Sorry if it's not clear... I got a lot of things jumbled inside my mind. So please ask if you want more info about my status right now because I really really need some advice. Anyway the bottomline is she's always giving me mixed signals. Really hard to read her crazy mind :)) haha

talaniman
Oct 20, 2010, 07:56 AM
You are a young guy who needs to focus on his future, and not the wild ride of the emotions of a young female. So far you have gone along with her program, her rules and what she wants. At some point you have to man up, and make your own decisions and rules that work for you.

She is partying and having a good time enjoying her freedom and you are sitting trying to get close and stay closer. That ain't going to work. Buckle down and get your grades in order and find some time for doing your own thing and stop wasting your time trying to figure out the "signals of attraction" from a female that clearly sees friends, but not romance and has told you too your face to chase other females.

That's not a mixed signal, but a very clear one, that your signal receiver is broken, and you need a better plan that doesn't include her, because she can't save you if you flunk college, and can't qualify for a job, nor will she entertain and support you when she finds a guy for romance and fun and has little time for her friends, especially YOU!!

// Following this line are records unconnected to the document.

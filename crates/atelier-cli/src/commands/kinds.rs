//! Object kind listing

use anyhow::Result;
use atelier_core::{Color, ObjectKind, Vec3};
use serde::Serialize;

#[derive(Serialize)]
struct KindInfo {
    kind: ObjectKind,
    footprint: Vec3,
    position: Vec3,
    color: Color,
}

pub fn run(format: &str) -> Result<()> {
    let kinds: Vec<KindInfo> = ObjectKind::ALL
        .iter()
        .map(|kind| {
            let defaults = kind.defaults();
            KindInfo {
                kind: *kind,
                footprint: defaults.footprint,
                position: defaults.position(),
                color: defaults.color,
            }
        })
        .collect();

    match format {
        "text" => {
            for info in &kinds {
                println!(
                    "{:<12} footprint {:.2} x {:.2} x {:.2}  rests at y = {:.3}  {}",
                    info.kind.as_str(),
                    info.footprint.x,
                    info.footprint.y,
                    info.footprint.z,
                    info.position.y,
                    info.color.to_hex_string()
                );
            }
        }
        "json" => println!("{}", serde_json::to_string_pretty(&kinds)?),
        "toml" => {
            #[derive(Serialize)]
            struct Kinds<'a> {
                kind: &'a [KindInfo],
            }
            println!("{}", toml::to_string_pretty(&Kinds { kind: &kinds })?);
        }
        _ => anyhow::bail!("Unknown format: {}", format),
    }

    Ok(())
}
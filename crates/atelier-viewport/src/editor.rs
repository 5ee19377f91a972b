//! Editor - the single-threaded coordinator
//!
//! Owns every state container and routes commands and pointer events between
//! them in arrival order. Each mutating call leaves the scene graph reconciled
//! with the store before it returns, so reads between calls never observe a
//! half-applied change.

use crate::camera::OrbitCamera;
use crate::config::EditorConfig;
use crate::frame::{CameraView, Frame, FrameNode, RoomView};
use crate::gizmo::{GizmoAxis, TransformGizmo};
use crate::picking::{self, PickResult};
use crate::projection::{screen_to_world_ray, world_to_screen};
use crate::session::DragCommit;
use atelier_core::{AtelierError, EntityId, ObjectKind, PresentationSettings, Result, Transform};
use atelier_scene::{AssetSource, SceneGraph};
use atelier_store::{Entity, EntityStore, ToolMode, TransformPatch};
use serde::Serialize;

/// What a pointer event did
#[derive(Debug, Clone, Copy, PartialEq, Serialize)]
#[serde(tag = "event", rename_all = "kebab-case")]
pub enum PointerOutcome {
    /// A gizmo handle was grabbed and a drag session opened
    DragStarted { entity_id: EntityId, axis: GizmoAxis },
    /// A node was hit and selected
    Selected { entity_id: EntityId },
    /// Empty space was hit; the selection was cleared
    Deselected,
    /// The drag session wrote a new live pose
    Dragged { transform: Transform },
    /// The camera orbit consumed the move
    Orbiting,
    /// Pointer hovering; the handle under it, if any
    Hover { axis: Option<GizmoAxis> },
    /// The drag was released and written to the store
    Committed { commit: DragCommit },
    /// The drag was aborted and the node restored
    Cancelled { entity_id: EntityId },
    /// Nothing to do
    Idle,
}

/// The editor session
pub struct Editor {
    store: EntityStore,
    graph: SceneGraph,
    gizmo: TransformGizmo,
    camera: OrbitCamera,
    presentation: PresentationSettings,
    assets: Box<dyn AssetSource>,
    viewport: [f32; 2],
}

Get your head on straight, and your priorities in order.

answerme_tender
Oct 20, 2010, 08:45 AM
Good advice Talaniman!

joypulv
Oct 20, 2010, 08:48 AM
The best way to drive someone away is to ask stuff like 'is it over.' That's passive and fatalistic. You DO need to spend time with others at your age, especially in college, and not flunk out either. You don't need to be 40 and still flipping burgers and have no one to love and old loves are long forgotten. Get practical.
As for mixed signals, that's very common. She likes you but doesn't feel the same kind of commitment you feel and it makes her uncomfortable. So you have to force yourself to act friendly, no strings attached, until the hurt is gone. She may drift back to you, she may not.

fightforlove
Oct 20, 2010, 06:23 PM
Comment on talaniman's post
True. I'm really studying super hard this term but I'm not chasing other girls because I choose not to. I'm going to pass all my subjects this term.

Comment on joypulv's post
Yeah, man. That's very true and I guess I have to "go with the flow" right now. I'll just have to be patient and just accept anything that will happen in the future. For the mean time I'll just be studying super hard.

fightforlove
Oct 20, 2010, 06:25 PM
Thanks, Guys. I hope more advice will be given.

answerme_tender
Oct 21, 2010, 07:00 AM
She is young and in College. She isn't ready to settle down, she wants to see what's out there. I wouldn't pressure her. Nor would I sit around wasting my college days waiting for her. She is out looking, why don't you do the same.

fightforlove
Oct 21, 2010, 04:14 PM
I'm not going to wait for her for the whole stay in college. I'm just going to give time for me now and when everything in my head is clear I'm going to decide to call it quits or not. Right now I'm just going to study.

answerme_tender
Oct 22, 2010, 06:49 AM
Studying is great, but don't forget to get out and have some fun with friends.